Available records START
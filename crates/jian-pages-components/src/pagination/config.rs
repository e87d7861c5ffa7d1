//! Pagination configuration
//!
//! [`PaginationOptions`] is what callers hand to the controller, [`PaginationUpdate`] is the
//! partial form accepted by `update()`, and [`PaginationConfig`] is the normalized state the
//! controller owns. Normalization happens in exactly two places:
//! [`PaginationConfig::from_options`] and [`PaginationConfig::apply`].

use std::ops::Range;

use jian_pages::Callback;
use serde::Deserialize;

use crate::error::Result;

/// Default number of items per page
pub const DEFAULT_PAGE_SIZE: usize = 10;
/// Default number of numbered controls in the window
pub const DEFAULT_VISIBLE_PAGES: usize = 5;
/// Default fragment key, giving fragments like `#page=3`
pub const DEFAULT_HASH_KEY: &str = "page";

/// Options recognized by the pagination controller.
///
/// | Option | Default |
/// |--------|---------|
/// | `total_items` | `0` |
/// | `total_pages` | absent (derived from `total_items`) |
/// | `page_size` | `10` |
/// | `current_page` | `1` |
/// | `visible_pages` | `5` |
/// | `use_hash` | `false` |
/// | `hash_key` | `"page"` |
/// | `on_page_change` | absent |
///
/// Zero values are treated as "not given": a zero `page_size` or `visible_pages` falls back
/// to its default, a zero `current_page` becomes 1, `total_pages = Some(0)` means absent, and
/// an empty `hash_key` becomes `"page"`.
///
/// Options can also be read from a JSON document with camelCase keys. `total` and
/// `hashPrefix` are accepted as aliases for `totalItems` and `hashKey`:
///
/// ```ignore
/// let options = PaginationOptions::from_json(r#"{"total": 95, "useHash": true}"#)?;
/// ```
#[derive(Debug, Clone, Deserialize)]
#[serde(default, rename_all = "camelCase")]
pub struct PaginationOptions {
	/// Total number of items
	#[serde(alias = "total")]
	pub total_items: usize,
	/// Total number of pages, overriding the value derived from `total_items`
	pub total_pages: Option<usize>,
	/// Number of items per page
	pub page_size: usize,
	/// Initial page (1-indexed)
	pub current_page: usize,
	/// Number of numbered controls in the window
	pub visible_pages: usize,
	/// Keep the current page in the address-bar fragment
	pub use_hash: bool,
	/// Fragment key used when `use_hash` is set
	#[serde(alias = "hashPrefix")]
	pub hash_key: String,
	/// Invoked with the new page after every successful transition
	#[serde(skip)]
	pub on_page_change: Option<Callback<usize>>,
}

impl Default for PaginationOptions {
	fn default() -> Self {
		Self {
			total_items: 0,
			total_pages: None,
			page_size: DEFAULT_PAGE_SIZE,
			current_page: 1,
			visible_pages: DEFAULT_VISIBLE_PAGES,
			use_hash: false,
			hash_key: DEFAULT_HASH_KEY.to_string(),
			on_page_change: None,
		}
	}
}

impl PaginationOptions {
	/// Creates options with every default applied.
	pub fn new() -> Self {
		Self::default()
	}

	/// Decodes options from a JSON document.
	pub fn from_json(json: &str) -> Result<Self> {
		Ok(serde_json::from_str(json)?)
	}

	/// Sets the total number of items.
	pub fn total_items(mut self, total_items: usize) -> Self {
		self.total_items = total_items;
		self
	}

	/// Sets the total number of pages directly.
	pub fn total_pages(mut self, total_pages: usize) -> Self {
		self.total_pages = Some(total_pages);
		self
	}

	/// Sets the number of items per page.
	pub fn page_size(mut self, page_size: usize) -> Self {
		self.page_size = page_size;
		self
	}

	/// Sets the initial page.
	pub fn current_page(mut self, current_page: usize) -> Self {
		self.current_page = current_page;
		self
	}

	/// Sets the window size.
	pub fn visible_pages(mut self, visible_pages: usize) -> Self {
		self.visible_pages = visible_pages;
		self
	}

	/// Enables or disables fragment synchronization.
	pub fn use_hash(mut self, use_hash: bool) -> Self {
		self.use_hash = use_hash;
		self
	}

	/// Sets the fragment key.
	pub fn hash_key(mut self, hash_key: impl Into<String>) -> Self {
		self.hash_key = hash_key.into();
		self
	}

	/// Sets the page-change callback.
	pub fn on_page_change(mut self, callback: Callback<usize>) -> Self {
		self.on_page_change = Some(callback);
		self
	}
}

/// A partial set of options for `update()`. Absent fields keep their current value.
///
/// `total_pages = Some(0)` removes a previously set page-count override.
#[derive(Debug, Clone, Default, Deserialize)]
#[serde(default, rename_all = "camelCase")]
pub struct PaginationUpdate {
	/// New total number of items
	#[serde(alias = "total")]
	pub total_items: Option<usize>,
	/// New page-count override
	pub total_pages: Option<usize>,
	/// New page size
	pub page_size: Option<usize>,
	/// New current page (clamped, no callback)
	pub current_page: Option<usize>,
	/// New window size
	pub visible_pages: Option<usize>,
	/// Turn fragment synchronization on or off
	pub use_hash: Option<bool>,
	/// New fragment key
	#[serde(alias = "hashPrefix")]
	pub hash_key: Option<String>,
	/// New page-change callback
	#[serde(skip)]
	pub on_page_change: Option<Callback<usize>>,
}

impl PaginationUpdate {
	/// Creates an empty update.
	pub fn new() -> Self {
		Self::default()
	}

	/// Decodes an update from a JSON document.
	pub fn from_json(json: &str) -> Result<Self> {
		Ok(serde_json::from_str(json)?)
	}

	/// Sets the total number of items.
	pub fn total_items(mut self, total_items: usize) -> Self {
		self.total_items = Some(total_items);
		self
	}

	/// Sets the page-count override (`0` removes it).
	pub fn total_pages(mut self, total_pages: usize) -> Self {
		self.total_pages = Some(total_pages);
		self
	}

	/// Sets the page size.
	pub fn page_size(mut self, page_size: usize) -> Self {
		self.page_size = Some(page_size);
		self
	}

	/// Sets the current page.
	pub fn current_page(mut self, current_page: usize) -> Self {
		self.current_page = Some(current_page);
		self
	}

	/// Sets the window size.
	pub fn visible_pages(mut self, visible_pages: usize) -> Self {
		self.visible_pages = Some(visible_pages);
		self
	}

	/// Turns fragment synchronization on or off.
	pub fn use_hash(mut self, use_hash: bool) -> Self {
		self.use_hash = Some(use_hash);
		self
	}

	/// Sets the fragment key.
	pub fn hash_key(mut self, hash_key: impl Into<String>) -> Self {
		self.hash_key = Some(hash_key.into());
		self
	}

	/// Replaces the page-change callback.
	pub fn on_page_change(mut self, callback: Callback<usize>) -> Self {
		self.on_page_change = Some(callback);
		self
	}
}

/// Normalized controller state.
///
/// Invariant: `1 <= current_page <= total_pages()` after every constructor or mutator.
#[derive(Debug, Clone)]
pub struct PaginationConfig {
	total_items: usize,
	total_pages_override: Option<usize>,
	page_size: usize,
	current_page: usize,
	visible_pages: usize,
	use_hash: bool,
	hash_key: String,
	on_page_change: Option<Callback<usize>>,
}

fn or_default(value: usize, default: usize) -> usize {
	if value == 0 { default } else { value }
}

fn non_empty_key(key: String) -> String {
	if key.is_empty() {
		DEFAULT_HASH_KEY.to_string()
	} else {
		key
	}
}

impl PaginationConfig {
	/// Normalizes `options` and clamps the initial page.
	pub fn from_options(options: PaginationOptions) -> Self {
		let mut config = Self {
			total_items: options.total_items,
			total_pages_override: options.total_pages.filter(|&n| n > 0),
			page_size: or_default(options.page_size, DEFAULT_PAGE_SIZE),
			current_page: options.current_page,
			visible_pages: or_default(options.visible_pages, DEFAULT_VISIBLE_PAGES),
			use_hash: options.use_hash,
			hash_key: non_empty_key(options.hash_key),
			on_page_change: options.on_page_change,
		};
		config.current_page = config.current_page.clamp(1, config.total_pages());
		config
	}

	/// Merges `update` into the configuration and re-clamps the current page against the
	/// recomputed page count. Returns true if `use_hash` or `hash_key` changed.
	pub fn apply(&mut self, update: PaginationUpdate) -> bool {
		let before = (self.use_hash, self.hash_key.clone());

		if let Some(total_items) = update.total_items {
			self.total_items = total_items;
		}
		if let Some(total_pages) = update.total_pages {
			self.total_pages_override = (total_pages > 0).then_some(total_pages);
		}
		if let Some(page_size) = update.page_size {
			self.page_size = or_default(page_size, DEFAULT_PAGE_SIZE);
		}
		if let Some(current_page) = update.current_page {
			self.current_page = current_page;
		}
		if let Some(visible_pages) = update.visible_pages {
			self.visible_pages = or_default(visible_pages, DEFAULT_VISIBLE_PAGES);
		}
		if let Some(use_hash) = update.use_hash {
			self.use_hash = use_hash;
		}
		if let Some(hash_key) = update.hash_key {
			self.hash_key = non_empty_key(hash_key);
		}
		if let Some(callback) = update.on_page_change {
			self.on_page_change = Some(callback);
		}

		self.current_page = self.current_page.clamp(1, self.total_pages());

		before != (self.use_hash, self.hash_key.clone())
	}

	/// Page count: the override when present, otherwise `ceil(total_items / page_size)`,
	/// never less than 1.
	pub fn total_pages(&self) -> usize {
		self.total_pages_override
			.unwrap_or_else(|| self.total_items.div_ceil(self.page_size))
			.max(1)
	}

	/// Saturates `page` into `[1, total_pages()]`.
	pub fn clamp(&self, page: i64) -> usize {
		let last = self.total_pages();
		if page < 1 {
			1
		} else {
			usize::try_from(page).map_or(last, |p| p.min(last))
		}
	}

	/// Moves to `page`, which must already be clamped. Returns false if nothing changed.
	pub(crate) fn set_current_page(&mut self, page: usize) -> bool {
		debug_assert!((1..=self.total_pages()).contains(&page));
		if page == self.current_page {
			return false;
		}
		self.current_page = page;
		true
	}

	/// Current page (1-indexed)
	pub fn current_page(&self) -> usize {
		self.current_page
	}

	/// Items per page
	pub fn page_size(&self) -> usize {
		self.page_size
	}

	/// Total number of items
	pub fn total_items(&self) -> usize {
		self.total_items
	}

	/// Window size
	pub fn visible_pages(&self) -> usize {
		self.visible_pages
	}

	/// Whether fragment synchronization is enabled
	pub fn use_hash(&self) -> bool {
		self.use_hash
	}

	/// Fragment key
	pub fn hash_key(&self) -> &str {
		&self.hash_key
	}

	/// Page-change callback
	pub fn on_page_change(&self) -> Option<&Callback<usize>> {
		self.on_page_change.as_ref()
	}

	/// Returns the start index for the current page (0-indexed)
	pub fn start_index(&self) -> usize {
		(self.current_page - 1).saturating_mul(self.page_size)
	}

	/// Returns the end index for the current page (exclusive, 0-indexed)
	pub fn end_index(&self) -> usize {
		self.start_index()
			.saturating_add(self.page_size)
			.min(self.total_items)
	}

	/// Item indices shown on the current page. Empty when the page lies past `total_items`,
	/// which happens when the page count is overridden.
	pub fn item_range(&self) -> Range<usize> {
		let start = self.start_index().min(self.total_items);
		start..self.end_index()
	}
}
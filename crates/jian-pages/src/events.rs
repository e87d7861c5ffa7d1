//! Listener ownership.
//!
//! Every listener a widget installs on the page is represented by a [`Subscription`].
//! Dropping the subscription removes the listener, so the widget, not the platform, decides
//! how long a listener lives. [`ListenerSlot`] holds at most one active subscription and
//! releases the old one before a replacement is created.

use std::fmt;

/// An installed listener. Removing the listener happens exactly once, either through
/// [`Subscription::unsubscribe`] or when the value is dropped.
#[must_use = "dropping a Subscription immediately removes the listener"]
pub struct Subscription {
	release: Option<Box<dyn FnOnce()>>,
}

impl Subscription {
	/// Creates a subscription that runs `release` when it ends.
	pub fn new<F>(release: F) -> Self
	where
		F: FnOnce() + 'static,
	{
		Self {
			release: Some(Box::new(release)),
		}
	}

	/// A subscription with nothing to release.
	pub fn noop() -> Self {
		Self { release: None }
	}

	/// Removes the listener now.
	pub fn unsubscribe(mut self) {
		self.release_now();
	}

	fn release_now(&mut self) {
		if let Some(release) = self.release.take() {
			release();
		}
	}
}

impl Drop for Subscription {
	fn drop(&mut self) {
		self.release_now();
	}
}

impl fmt::Debug for Subscription {
	fn fmt(&self, f: &mut fmt::Formatter<'_>) -> fmt::Result {
		f.debug_struct("Subscription")
			.field("active", &self.release.is_some())
			.finish()
	}
}

/// Single-slot owner of one listener.
///
/// Installing through [`ListenerSlot::replace`] always releases the current occupant
/// before the factory for the new one runs, so two listeners from the same slot are
/// never attached at the same time.
#[derive(Debug, Default)]
pub struct ListenerSlot {
	active: Option<Subscription>,
}

impl ListenerSlot {
	/// Creates an empty slot.
	pub fn new() -> Self {
		Self::default()
	}

	/// Releases the current listener, then installs the one built by `install`.
	pub fn replace<F>(&mut self, install: F)
	where
		F: FnOnce() -> Subscription,
	{
		self.release();
		self.active = Some(install());
	}

	/// Releases the current listener. Returns false if the slot was already empty.
	pub fn release(&mut self) -> bool {
		match self.active.take() {
			Some(subscription) => {
				subscription.unsubscribe();
				true
			}
			None => false,
		}
	}

	/// Returns true while a listener is installed.
	pub fn is_active(&self) -> bool {
		self.active.is_some()
	}
}
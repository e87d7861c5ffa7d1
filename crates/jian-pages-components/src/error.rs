//! Error types for jian-pages-components

use thiserror::Error;

/// Error type for component operations
#[derive(Debug, Clone, PartialEq, Eq, Error)]
pub enum ComponentError {
	/// The mount target did not resolve to an element
	#[error("Element not found for query: {0}")]
	ContainerNotFound(String),

	/// An options document could not be decoded
	#[error("Invalid component options: {0}")]
	InvalidOptions(String),
}

impl From<serde_json::Error> for ComponentError {
	fn from(err: serde_json::Error) -> Self {
		Self::InvalidOptions(err.to_string())
	}
}

/// Result type for component operations
pub type Result<T> = std::result::Result<T, ComponentError>;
Available records END
# [Task objective]
Between the first line of the entries above and the line with "controller owns. Normalization", both included, copy every line exactly and nothing outside that range.

# [Solution for this exercise]
filename crates/jian-pages-components/src/pagination/config.rs
repository e87d7861c5ffa7d1
//! Pagination configuration
//!
//! [`PaginationOptions`] is what callers hand to the controller, [`PaginationUpdate`] is the
//! partial form accepted by `update()`, and [`PaginationConfig`] is the normalized state the
//! controller owns. Normalization happens in exactly two places:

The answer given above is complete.